A fair point and one that did not fit into our cutlines in the newspaper. We should have done a better job describing it in the story, however.

Soon afterward, POWW members re-did their graphic and made the sail white instead of yellow. But they continue to feel that the Rays' official ballpark renderings downplay the size and scope of the sail roof and showed it as being transparent (it is pictured in the open position so the sail fabric is not visible in any rendering.) The Rays insist they have done no such thing, that they've always been open about how long the sail would be closed and open and its size, as demonstrated by the fact that they included the outlines of it in their renderings.

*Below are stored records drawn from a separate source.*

//! Numeric specialization of symbolic expressions.
//!
//! A [`CompiledExpression`] is a flattened tree bound to a fixed positional
//! argument list. It can be evaluated with any [`Scalar`], which is how the
//! same code evaluates plain floats and the truncated Laurent series used
//! to take limits at removable singularities.

use std::ops::{Add, Div, Mul, Neg, Sub};
use ndarray::{ArrayD, ArrayViewD, IxDyn};
use crate::error::{EvaluationError, ExpressionError};
use crate::symbolic::{Expr, Function};

pub mod series;
pub mod dispatch;

pub use series::Laurent;
pub use dispatch::{ChannelFunction, find_singular_points};


/// Number-like type a compiled expression can be evaluated with
pub trait Scalar:
    Clone + Add<Output = Self> + Sub<Output = Self> + Mul<Output = Self> + Div<Output = Self> + Neg<Output = Self>
{
    fn constant(value: f64) -> Self;
    fn exp(&self) -> Self;
    fn ln(&self) -> Self;
    fn sin(&self) -> Self;
    fn cos(&self) -> Self;
    fn tan(&self) -> Self;
    fn sinh(&self) -> Self;
    fn cosh(&self) -> Self;
    fn tanh(&self) -> Self;
    fn powi(&self, n: i32) -> Self;
    fn powf(&self, exponent: &Self) -> Self;

    fn apply(&self, function: Function) -> Self {
        match function {
            Function::Exp => self.exp(),
            Function::Log => self.ln(),
            Function::Sin => self.sin(),
            Function::Cos => self.cos(),
            Function::Tan => self.tan(),
            Function::Sinh => self.sinh(),
            Function::Cosh => self.cosh(),
            Function::Tanh => self.tanh(),
        }
    }
}

impl Scalar for f64 {
    fn constant(value: f64) -> Self { value }
    fn exp(&self) -> Self { f64::exp(*self) }
    fn ln(&self) -> Self { f64::ln(*self) }
    fn sin(&self) -> Self { f64::sin(*self) }
    fn cos(&self) -> Self { f64::cos(*self) }
    fn tan(&self) -> Self { f64::tan(*self) }
    fn sinh(&self) -> Self { f64::sinh(*self) }
    fn cosh(&self) -> Self { f64::cosh(*self) }
    fn tanh(&self) -> Self { f64::tanh(*self) }
    fn powi(&self, n: i32) -> Self { f64::powi(*self, n) }
    fn powf(&self, exponent: &Self) -> Self { f64::powf(*self, *exponent) }
}

#[derive(Debug, Clone, PartialEq)]
enum Node {
    Const(f64),
    Arg(usize),
    Add(Vec<Node>),
    Mul(Vec<Node>),
    PowInt(Box<Node>, i32),
    Pow(Box<Node>, Box<Node>),
    Call(Function, Box<Node>),
}

impl Node {
    fn eval<S: Scalar>(&self, args: &[S]) -> S {
        match self {
            Node::Const(value) => S::constant(*value),
            Node::Arg(index) => match args.get(*index) {
                Some(value) => value.clone(),
                None => S::constant(f64::NAN),
            },
            Node::Add(terms) => {
                let mut terms = terms.iter();
                let first = match terms.next() {
                    Some(term) => term.eval(args),
                    None => return S::constant(0.),
                };

                terms.fold(first, |acc, term| acc + term.eval(args))
            },
            Node::Mul(factors) => {
                let mut factors = factors.iter();
                let first = match factors.next() {
                    Some(factor) => factor.eval(args),
                    None => return S::constant(1.),
                };

                factors.fold(first, |acc, factor| acc * factor.eval(args))
            },
            Node::PowInt(base, n) => base.eval(args).powi(*n),
            Node::Pow(base, exponent) => base.eval(args).powf(&exponent.eval(args)),
            Node::Call(function, argument) => argument.eval(args).apply(*function),
        }
    }
}

/// Expression bound to a positional argument list
#[derive(Debug, Clone, PartialEq)]
pub struct CompiledExpression {
    arguments: Vec<String>,
    root: Node,
}

fn compile_node(expr: &Expr, arguments: &[String]) -> Result<Node, ExpressionError> {
    match expr {
        Expr::Number(value) => Ok(Node::Const(*value)),
        Expr::Symbol(name) => arguments.iter()
            .position(|arg| arg == name)
            .map(Node::Arg)
            .ok_or_else(|| ExpressionError::UnboundSymbol(name.clone())),
        Expr::Add(terms) => Ok(Node::Add(
            terms.iter().map(|t| compile_node(t, arguments)).collect::<Result<Vec<Node>, _>>()?
        )),
        Expr::Mul(factors) => Ok(Node::Mul(
            factors.iter().map(|f| compile_node(f, arguments)).collect::<Result<Vec<Node>, _>>()?
        )),
        Expr::Pow(base, exponent) => {
            let base = Box::new(compile_node(base, arguments)?);
            match exponent.as_ref() {
                Expr::Number(e) if e.fract() == 0. && e.abs() <= i32::MAX as f64 => {
                    Ok(Node::PowInt(base, *e as i32))
                },
                exponent => Ok(Node::Pow(base, Box::new(compile_node(exponent, arguments)?))),
            }
        },
        Expr::Call(function, argument) => Ok(Node::Call(*function, Box::new(compile_node(argument, arguments)?))),
    }
}

impl CompiledExpression {
    /// Compiles `expr` against `arguments`, every free symbol must be one of them
    pub fn compile(expr: &Expr, arguments: &[String]) -> Result<Self, ExpressionError> {
        Ok(CompiledExpression {
            arguments: arguments.to_vec(),
            root: compile_node(expr, arguments)?,
        })
    }

    pub fn arguments(&self) -> &[String] {
        &self.arguments
    }

    pub fn arity(&self) -> usize {
        self.arguments.len()
    }

    pub fn eval<S: Scalar>(&self, args: &[S]) -> S {
        self.root.eval(args)
    }
}

/// Shape all given shapes broadcast to, aligning trailing dimensions
pub fn broadcast_shape(shapes: &[&[usize]]) -> Result<Vec<usize>, EvaluationError> {
    let ndim = shapes.iter().map(|s| s.len()).max().unwrap_or(0);
    let mut result = vec![1; ndim];

    for shape in shapes {
        let offset = ndim - shape.len();
        for (n, dim) in shape.iter().enumerate() {
            let current = result[offset + n];
            if current == 1 {
                result[offset + n] = *dim;
            } else if *dim != 1 && *dim != current {
                return Err(EvaluationError::IncompatibleShapes(result.clone(), shape.to_vec()));
            }
        }
    }

    Ok(result)
}

/// Broadcasts every argument to a common shape and applies `f` elementwise,
/// zero dimensional arrays stand in for scalars
pub fn map_broadcast<T, F>(args: &[ArrayViewD<f64>], f: F) -> Result<ArrayD<T>, EvaluationError>
where
    F: Fn(&[f64]) -> T,
{
    let shapes: Vec<&[usize]> = args.iter().map(|a| a.shape()).collect();
    let shape = broadcast_shape(&shapes)?;

    let mut columns: Vec<Vec<f64>> = Vec::with_capacity(args.len());
    for arg in args {
        let view = arg.broadcast(IxDyn(&shape))
            .ok_or_else(|| EvaluationError::IncompatibleShapes(arg.shape().to_vec(), shape.clone()))?;
        columns.push(view.iter().cloned().collect());
    }

    let size: usize = shape.iter().product();
    let mut row = vec![0.; args.len()];
    let mut values = Vec::with_capacity(size);
    for n in 0..size {
        for (slot, column) in row.iter_mut().zip(columns.iter()) {
            *slot = column[n];
        }
        values.push(f(&row));
    }

    ArrayD::from_shape_vec(IxDyn(&shape), values)
        .map_err(|_| EvaluationError::IncompatibleShapes(shape.clone(), vec![size]))
}
//! # Ion Channel Compiler
//!
//! `ion_channel_compiler` turns declarative ion channel kinetics into
//! everything needed to simulate them. A channel is described by an open
//! probability over gating variables and, per gating variable, either rate
//! constants (`alpha`, `beta`) or an asymptotic value and time constant.
//! From that description the crate derives:
//!
//! - a normalized symbolic model with one asymptotic value, time constant
//!   and rate of change per state variable
//! - exact partial derivatives used for linearized (frequency domain) analysis
//! - fast numeric evaluators over scalars and arrays that stay finite at
//!   removable singularities of the rate functions
//! - NEURON mechanisms (NMODL) and C++ channel classes
//!
//! ### Evaluating a Channel
//!
//! ```rust
//! use ion_channel_compiler::channel::{ChannelDefinition, IonChannel, Overrides};
//! use ion_channel_compiler::constants::Ion;
//!
//! # fn main() -> Result<(), ion_channel_compiler::error::IonChannelError> {
//! let definition = ChannelDefinition::new("Kv", "n**4")
//!     .with_ion(Ion::K)
//!     .with_asymptotic("n", "1 / (1 + exp(-(v + 20) / 10))", "5.");
//! let channel = IonChannel::new(&definition)?;
//!
//! let p_open = channel.compute_open_probability(vec![-80., -40., 0.], &Overrides::new())?;
//! assert_eq!(p_open.shape(), &[3]);
//! # Ok(())
//! # }
//! ```
//!
//! ### Generating Sources
//!
//! The binary reads a TOML file listing output directories and extra
//! channels, then writes one `I<name>.mod` file per channel together with
//! `Ionchannels.h` and `Ionchannels.cc`, see [`config::CompilerConfig`].

pub mod channel;
pub mod codegen;
pub mod config;
pub mod constants;
pub mod error;
pub mod numeric;
pub mod registry;
pub mod symbolic;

Christine Jennings update: You remember Jennings, the Democrat who was jobbed out of a job in the hallowed halls of Congress thanks to a poorly designed ballot in Sarasota County in the 2006 elections, resulting in 18,000 "undervotes," where voters cast ballots for neither candidate. She fought for (and won) a Government Accounting Office investigation into the election that sent Republican fundraiser Vern Buchanan to Washington. But now that probe is over, and even in its conclusion she once again got treated shabbily.

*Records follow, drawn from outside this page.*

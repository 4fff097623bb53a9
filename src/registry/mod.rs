//! Built-in channel table and the registry the batch driver walks.

use crate::channel::{ChannelDefinition, IonChannel};
use crate::constants::Ion;
use crate::error::{ConfigError, IonChannelError};


/// Transient sodium channel, rate form with removable singularities at
/// -38 and -66 mV
fn nata() -> ChannelDefinition {
    ChannelDefinition::new("NaTa", "h * m**3")
        .with_ion(Ion::Na)
        .with_rates(
            "m",
            "0.182 * (v + 38.) / (1. - exp(-(v + 38.) / 6.))",
            "0.124 * (-v - 38.) / (1. - exp((v + 38.) / 6.))",
        )
        .with_rates(
            "h",
            "-0.015 * (v + 66.) / (1. - exp((v + 66.) / 6.))",
            "-0.015 * (-v - 66.) / (1. - exp(-(v + 66.) / 6.))",
        )
        .with_temperature_factor("2.95")
}

/// Fast delayed rectifier, asymptotic form
fn kv3_1() -> ChannelDefinition {
    ChannelDefinition::new("Kv3_1", "m")
        .with_ion(Ion::K)
        .with_asymptotic(
            "m",
            "1. / (1. + exp(-(v - 18.7) / 9.7))",
            "4. / (1. + exp(-(v + 46.56) / 44.14))",
        )
}

/// Muscarinic potassium channel with a temperature dependent rate factor
fn km() -> ChannelDefinition {
    ChannelDefinition::new("Km", "m")
        .with_ion(Ion::K)
        .with_rates(
            "m",
            "3.3e-3 * exp(2.5 * 0.04 * (v + 35.))",
            "3.3e-3 * exp(-2.5 * 0.04 * (v + 35.))",
        )
        .with_temperature_factor("2.3**((temp - 21.) / 10.)")
}

/// Calcium activated potassium channel
fn sk() -> ChannelDefinition {
    ChannelDefinition::new("SK", "z")
        .with_ion(Ion::K)
        .with_asymptotic("z", "1. / (1. + (0.00043 / ca)**4.8)", "1.")
        .with_concentrations(&["ca"])
}

/// Hyperpolarization activated cation channel with a fast and a slow component
fn h() -> ChannelDefinition {
    ChannelDefinition::new("h", "0.8 * hf + 0.2 * hs")
        .with_asymptotic("hf", "1. / (1. + exp((v + 82.) / 7.))", "40.")
        .with_asymptotic("hs", "1. / (1. + exp((v + 82.) / 7.))", "300.")
        .with_reversal(-43.)
}

/// Built-in channels in the order they are generated
pub static BUILTIN_CHANNELS: &[(&str, fn() -> ChannelDefinition)] = &[
    ("NaTa", nata),
    ("Kv3_1", kv3_1),
    ("Km", km),
    ("SK", sk),
    ("h", h),
];

pub fn builtin_definition(name: &str) -> Result<ChannelDefinition, ConfigError> {
    BUILTIN_CHANNELS.iter()
        .find(|(builtin, _)| *builtin == name)
        .map(|(_, constructor)| constructor())
        .ok_or_else(|| ConfigError::UnknownChannel(String::from(name)))
}

/// Ordered set of channel definitions with unique names, filled once and
/// only read afterwards
#[derive(Debug, Clone, Default)]
pub struct ChannelRegistry {
    definitions: Vec<ChannelDefinition>,
}

impl ChannelRegistry {
    pub fn new() -> Self {
        ChannelRegistry::default()
    }

    /// Registry holding every built-in channel
    pub fn builtin() -> Result<Self, ConfigError> {
        let mut registry = ChannelRegistry::new();
        for (_, constructor) in BUILTIN_CHANNELS {
            registry.register(constructor())?;
        }

        Ok(registry)
    }

    pub fn register(&mut self, definition: ChannelDefinition) -> Result<(), ConfigError> {
        if self.get(&definition.name).is_some() {
            return Err(ConfigError::DuplicateChannel(definition.name));
        }
        self.definitions.push(definition);

        Ok(())
    }

    pub fn get(&self, name: &str) -> Option<&ChannelDefinition> {
        self.definitions.iter().find(|definition| definition.name == name)
    }

    /// Builds the channel registered under `name`
    pub fn build(&self, name: &str) -> Result<IonChannel, IonChannelError> {
        let definition = self.get(name)
            .ok_or_else(|| ConfigError::UnknownChannel(String::from(name)))?;

        IonChannel::new(definition)
    }

    pub fn names(&self) -> Vec<String> {
        self.definitions.iter().map(|definition| definition.name.clone()).collect()
    }

    pub fn iter(&self) -> impl Iterator<Item = &ChannelDefinition> {
        self.definitions.iter()
    }

    pub fn len(&self) -> usize {
        self.definitions.len()
    }

    pub fn is_empty(&self) -> bool {
        self.definitions.is_empty()
    }
}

Copies of the GAO probe were leaked by her opponents before a Congressional Task Force reviewed it and voted to terminate its examination. She cried foul. "Both sides were asked not to leak, but in the Buchanan campaign's typical low ethical standards, they went right ahead and did so," Sam Hirsch, her attorney, told the Miami Herald.

Buchanan's lawyer, Hayden Dempsey, told the Herald that the report should have gone directly to the public: "Voters have the right to know. We understand why they would want to keep it private, but for the last year and a half she's been saying the votes didn't count, and the voters had a right to know."

All this fight over leaking obscures the real sin of the GAO probe, which found no machine malfunction or rigging. Two scientific studies of the layout of the Sarasota County ballot, as reported in Creative Loafing last year, show that the culprit was human, not machine. The ballots placed the congressional vote on the same page as the governor's race, and one study proved when that layout is used, the undervote goes up significantly. The study also showed that statistically, if those votes had been cast, Jennings would have won.